**The task**
From the data, return each line holding the word "derive".

(Collected data entries)

^^^^

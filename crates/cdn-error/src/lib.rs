//! Unified error taxonomy for the CDN build service.
//!
//! Every [`CdnError`] carries a stable [`ErrorKind`], a `stage` tag
//! identifying which pipeline stage raised it (`install`, `init`, `build`,
//! `transform-dts`, ...), a human-readable message, an optional cause
//! chain, and arbitrary key-value context. Use the builder returned by
//! [`CdnError::new`] to construct errors fluently.

#![deny(unsafe_code)]
#![warn(missing_docs)]

use serde::{Deserialize, Serialize};
use std::collections::BTreeMap;
use std::fmt;

// ---------------------------------------------------------------------------
// ErrorKind
// ---------------------------------------------------------------------------

/// The closed set of ways a build can fail.
///
/// Unlike a typical code/category split, `ErrorKind` *is* the category here:
/// the pipeline's failure modes are few enough that a flat enum is the
/// whole taxonomy, with [`CdnError::stage`] supplying the finer-grained
/// "where" that a sub-code would otherwise carry.
#[derive(Debug, Clone, Copy, PartialEq, Eq, Hash, Serialize, Deserialize)]
#[serde(rename_all = "snake_case")]
pub enum ErrorKind {
    /// Malformed package specifier, invalid `deps` query, or unknown build
    /// target. Reported; never retried.
    Invalid,
    /// The resolver reports no such package or version. Reported.
    PackageNotFound,
    /// Network or install failure within the retry budget. Retried (3x,
    /// 100ms pause) at the component level.
    Transient,
    /// The bundler cannot resolve a non-self specifier. Recovered by
    /// growing `forceExternal` and re-running; exhausting the retry budget
    /// escalates to [`ErrorKind::BuildFailed`].
    UnresolvedExternal,
    /// The bundler returned a non-recoverable error. Reported.
    BuildFailed,
    /// A consumer-side wait deadline expired. Synthesized only at the
    /// consumer/daemon boundary; never raised by the build task itself, and
    /// never aborts the underlying build.
    Timeout,
    /// `FS`/`DB` write failure. Reported; any partial state is tolerated
    /// because `FS` always leads `DB`.
    Fatal,
}

impl ErrorKind {
    /// `true` if a failure of this kind is, in principle, worth retrying at
    /// the component level rather than surfacing immediately.
    #[must_use]
    pub fn is_retryable(self) -> bool {
        matches!(self, ErrorKind::Transient | ErrorKind::UnresolvedExternal)
    }

    /// Stable `&'static str` representation (e.g. `"package_not_found"`).
    #[must_use]
    pub fn as_str(self) -> &'static str {
        match self {
            ErrorKind::Invalid => "invalid",
            ErrorKind::PackageNotFound => "package_not_found",
            ErrorKind::Transient => "transient",
            ErrorKind::UnresolvedExternal => "unresolved_external",
            ErrorKind::BuildFailed => "build_failed",
            ErrorKind::Timeout => "timeout",
            ErrorKind::Fatal => "fatal",
        }
    }
}

impl fmt::Display for ErrorKind {
    fn fmt(&self, f: &mut fmt::Formatter<'_>) -> fmt::Result {
        f.write_str(self.as_str())
    }
}

// ---------------------------------------------------------------------------
// CdnError
// ---------------------------------------------------------------------------

/// Unified build-service error.
///
/// Carries a stable [`ErrorKind`], a `stage` tag, a human-readable message,
/// an optional source error for cause-chaining, and arbitrary structured
/// context.
///
/// # Builder usage
///
/// ```
/// use cdn_error::{CdnError, ErrorKind};
///
/// let err = CdnError::new(ErrorKind::Transient, "install", "yarn add failed")
///     .with_context("pkg", "lodash@4.17.21")
///     .with_context("attempt", 2);
/// ```
pub struct CdnError {
    /// Machine-readable error kind.
    pub kind: ErrorKind,
    /// Pipeline stage that raised the error (`install`, `init`, `build`,
    /// `transform-dts`, ...), for observability.
    pub stage: String,
    /// Human-readable description.
    pub message: String,
    /// Optional underlying cause.
    pub source: Option<Box<dyn std::error::Error + Send + Sync>>,
    /// Arbitrary structured context for diagnostics.
    pub context: BTreeMap<String, serde_json::Value>,
}

impl CdnError {
    /// Create a new error with the given kind, stage tag, and message.
    pub fn new(kind: ErrorKind, stage: impl Into<String>, message: impl Into<String>) -> Self {
        Self {
            kind,
            stage: stage.into(),
            message: message.into(),
            source: None,
            context: BTreeMap::new(),
        }
    }

    /// Attach a key-value pair to the diagnostic context.
    ///
    /// The value is converted via [`serde_json::to_value`]; if serialisation
    /// fails, the entry is silently skipped.
    #[must_use]
    pub fn with_context(mut self, key: impl Into<String>, value: impl Serialize) -> Self {
        if let Ok(v) = serde_json::to_value(value) {
            self.context.insert(key.into(), v);
        }
        self
    }

    /// Attach an underlying cause.
    #[must_use]
    pub fn with_source(mut self, source: impl std::error::Error + Send + Sync + 'static) -> Self {
        self.source = Some(Box::new(source));
        self
    }

    /// `true` if this error is worth retrying at the component level.
    #[must_use]
    pub fn is_retryable(&self) -> bool {
        self.kind.is_retryable()
    }
}

impl fmt::Debug for CdnError {
    fn fmt(&self, f: &mut fmt::Formatter<'_>) -> fmt::Result {
        let mut d = f.debug_struct("CdnError");
        d.field("kind", &self.kind);
        d.field("stage", &self.stage);
        d.field("message", &self.message);
        if let Some(ref src) = self.source {
            d.field("source", &src.to_string());
        }
        if !self.context.is_empty() {
            d.field("context", &self.context);
        }
        d.finish()
    }
}

impl fmt::Display for CdnError {
    fn fmt(&self, f: &mut fmt::Formatter<'_>) -> fmt::Result {
        write!(f, "[{} @ {}] {}", self.kind, self.stage, self.message)?;
        if !self.context.is_empty() {
            // Deterministic output thanks to BTreeMap.
            if let Ok(ctx) = serde_json::to_string(&self.context) {
                write!(f, " {ctx}")?;
            }
        }
        Ok(())
    }
}

impl std::error::Error for CdnError {
    fn source(&self) -> Option<&(dyn std::error::Error + 'static)> {
        self.source.as_ref().map(|e| e.as_ref() as &(dyn std::error::Error + 'static))
    }
}

impl From<cdn_core::PackageParseError> for CdnError {
    fn from(err: cdn_core::PackageParseError) -> Self {
        CdnError::new(ErrorKind::Invalid, "init", err.to_string()).with_source(err)
    }
}

impl From<cdn_core::CodecError> for CdnError {
    fn from(err: cdn_core::CodecError) -> Self {
        CdnError::new(ErrorKind::Invalid, "init", err.to_string()).with_source(err)
    }
}

// ---------------------------------------------------------------------------
// Serialization support
// ---------------------------------------------------------------------------

/// Serialisable snapshot of a [`CdnError`] (without the opaque source),
/// suitable for the HTTP error body or a module body `throw`.
#[derive(Debug, Clone, Serialize, Deserialize, PartialEq)]
pub struct CdnErrorDto {
    /// Error kind.
    pub kind: ErrorKind,
    /// Pipeline stage tag.
    pub stage: String,
    /// Human-readable message.
    pub message: String,
    /// Structured context.
    pub context: BTreeMap<String, serde_json::Value>,
    /// String representation of the source error, if any.
    #[serde(skip_serializing_if = "Option::is_none")]
    pub source_message: Option<String>,
}

impl From<&CdnError> for CdnErrorDto {
    fn from(err: &CdnError) -> Self {
        Self {
            kind: err.kind,
            stage: err.stage.clone(),
            message: err.message.clone(),
            context: err.context.clone(),
            source_message: err.source.as_ref().map(|s| s.to_string()),
        }
    }
}

impl From<CdnErrorDto> for CdnError {
    fn from(dto: CdnErrorDto) -> Self {
        Self {
            kind: dto.kind,
            stage: dto.stage,
            message: dto.message,
            source: None,
            context: dto.context,
        }
    }
}

#[cfg(test)]
mod tests {
    use super::*;
    use std::io;

    const ALL_KINDS: &[ErrorKind] = &[
        ErrorKind::Invalid,
        ErrorKind::PackageNotFound,
        ErrorKind::Transient,
        ErrorKind::UnresolvedExternal,
        ErrorKind::BuildFailed,
        ErrorKind::Timeout,
        ErrorKind::Fatal,
    ];

    #[test]
    fn basic_construction() {
        let err = CdnError::new(ErrorKind::Fatal, "build", "boom");
        assert_eq!(err.kind, ErrorKind::Fatal);
        assert_eq!(err.stage, "build");
        assert_eq!(err.message, "boom");
        assert!(err.source.is_none());
        assert!(err.context.is_empty());
    }

    #[test]
    fn display_includes_kind_and_stage() {
        let err = CdnError::new(ErrorKind::PackageNotFound, "init", "no such version");
        assert_eq!(err.to_string(), "[package_not_found @ init] no such version");
    }

    #[test]
    fn display_with_context() {
        let err = CdnError::new(ErrorKind::Transient, "install", "timed out")
            .with_context("attempt", 2);
        let s = err.to_string();
        assert!(s.starts_with("[transient @ install] timed out"));
        assert!(s.contains("attempt"));
    }

    #[test]
    fn retryability_matches_spec() {
        assert!(ErrorKind::Transient.is_retryable());
        assert!(ErrorKind::UnresolvedExternal.is_retryable());
        assert!(!ErrorKind::Fatal.is_retryable());
        assert!(!ErrorKind::Invalid.is_retryable());
        assert!(!ErrorKind::Timeout.is_retryable());
    }

    #[test]
    fn builder_with_source() {
        let src = io::Error::new(io::ErrorKind::NotFound, "manifest missing");
        let err = CdnError::new(ErrorKind::Transient, "install", "install failed").with_source(src);
        assert!(err.source.is_some());
        assert_eq!(err.source.as_ref().unwrap().to_string(), "manifest missing");
    }

    #[test]
    fn std_error_source_chain() {
        let inner = io::Error::new(io::ErrorKind::NotFound, "not found");
        let err = CdnError::new(ErrorKind::Fatal, "build", "write failed").with_source(inner);
        let src = std::error::Error::source(&err).unwrap();
        assert_eq!(src.to_string(), "not found");
    }

    #[test]
    fn error_kind_serde_roundtrip() {
        let kind = ErrorKind::UnresolvedExternal;
        let json = serde_json::to_string(&kind).unwrap();
        assert_eq!(json, r#""unresolved_external""#);
        let back: ErrorKind = serde_json::from_str(&json).unwrap();
        assert_eq!(back, kind);
    }

    #[test]
    fn dto_roundtrip_without_source() {
        let err = CdnError::new(ErrorKind::BuildFailed, "build", "could not resolve")
            .with_context("specifier", "left-pad");
        let dto: CdnErrorDto = (&err).into();
        let json = serde_json::to_string(&dto).unwrap();
        let back: CdnErrorDto = serde_json::from_str(&json).unwrap();
        assert_eq!(dto, back);
        assert!(back.source_message.is_none());
    }

    #[test]
    fn dto_roundtrip_with_source() {
        let src = io::Error::new(io::ErrorKind::BrokenPipe, "pipe broke");
        let err = CdnError::new(ErrorKind::Fatal, "build", "crash").with_source(src);
        let dto: CdnErrorDto = (&err).into();
        assert_eq!(dto.source_message.as_deref(), Some("pipe broke"));
    }

    #[test]
    fn all_kinds_have_unique_as_str() {
        let mut seen = std::collections::HashSet::new();
        for kind in ALL_KINDS {
            assert!(seen.insert(kind.as_str()));
        }
        assert_eq!(seen.len(), ALL_KINDS.len());
    }

    #[test]
    fn all_kinds_display_matches_as_str() {
        for kind in ALL_KINDS {
            assert_eq!(kind.to_string(), kind.as_str());
        }
    }

    #[test]
    fn from_package_parse_error_tags_invalid() {
        let err: CdnError =
            cdn_core::PackageParseError::InvalidName("@@".to_string()).into();
        assert_eq!(err.kind, ErrorKind::Invalid);
        assert_eq!(err.stage, "init");
    }

    #[test]
    fn context_with_nested_json() {
        let err = CdnError::new(ErrorKind::Invalid, "init", "bad target")
            .with_context("got", serde_json::json!({"target": "es6"}));
        assert_eq!(err.context["got"], serde_json::json!({"target": "es6"}));
    }
}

^^^^

**Problem solution**
#[derive(Debug, Clone, Copy, PartialEq, Eq, Hash, Serialize, Deserialize)]
#[derive(Debug, Clone, Serialize, Deserialize, PartialEq)]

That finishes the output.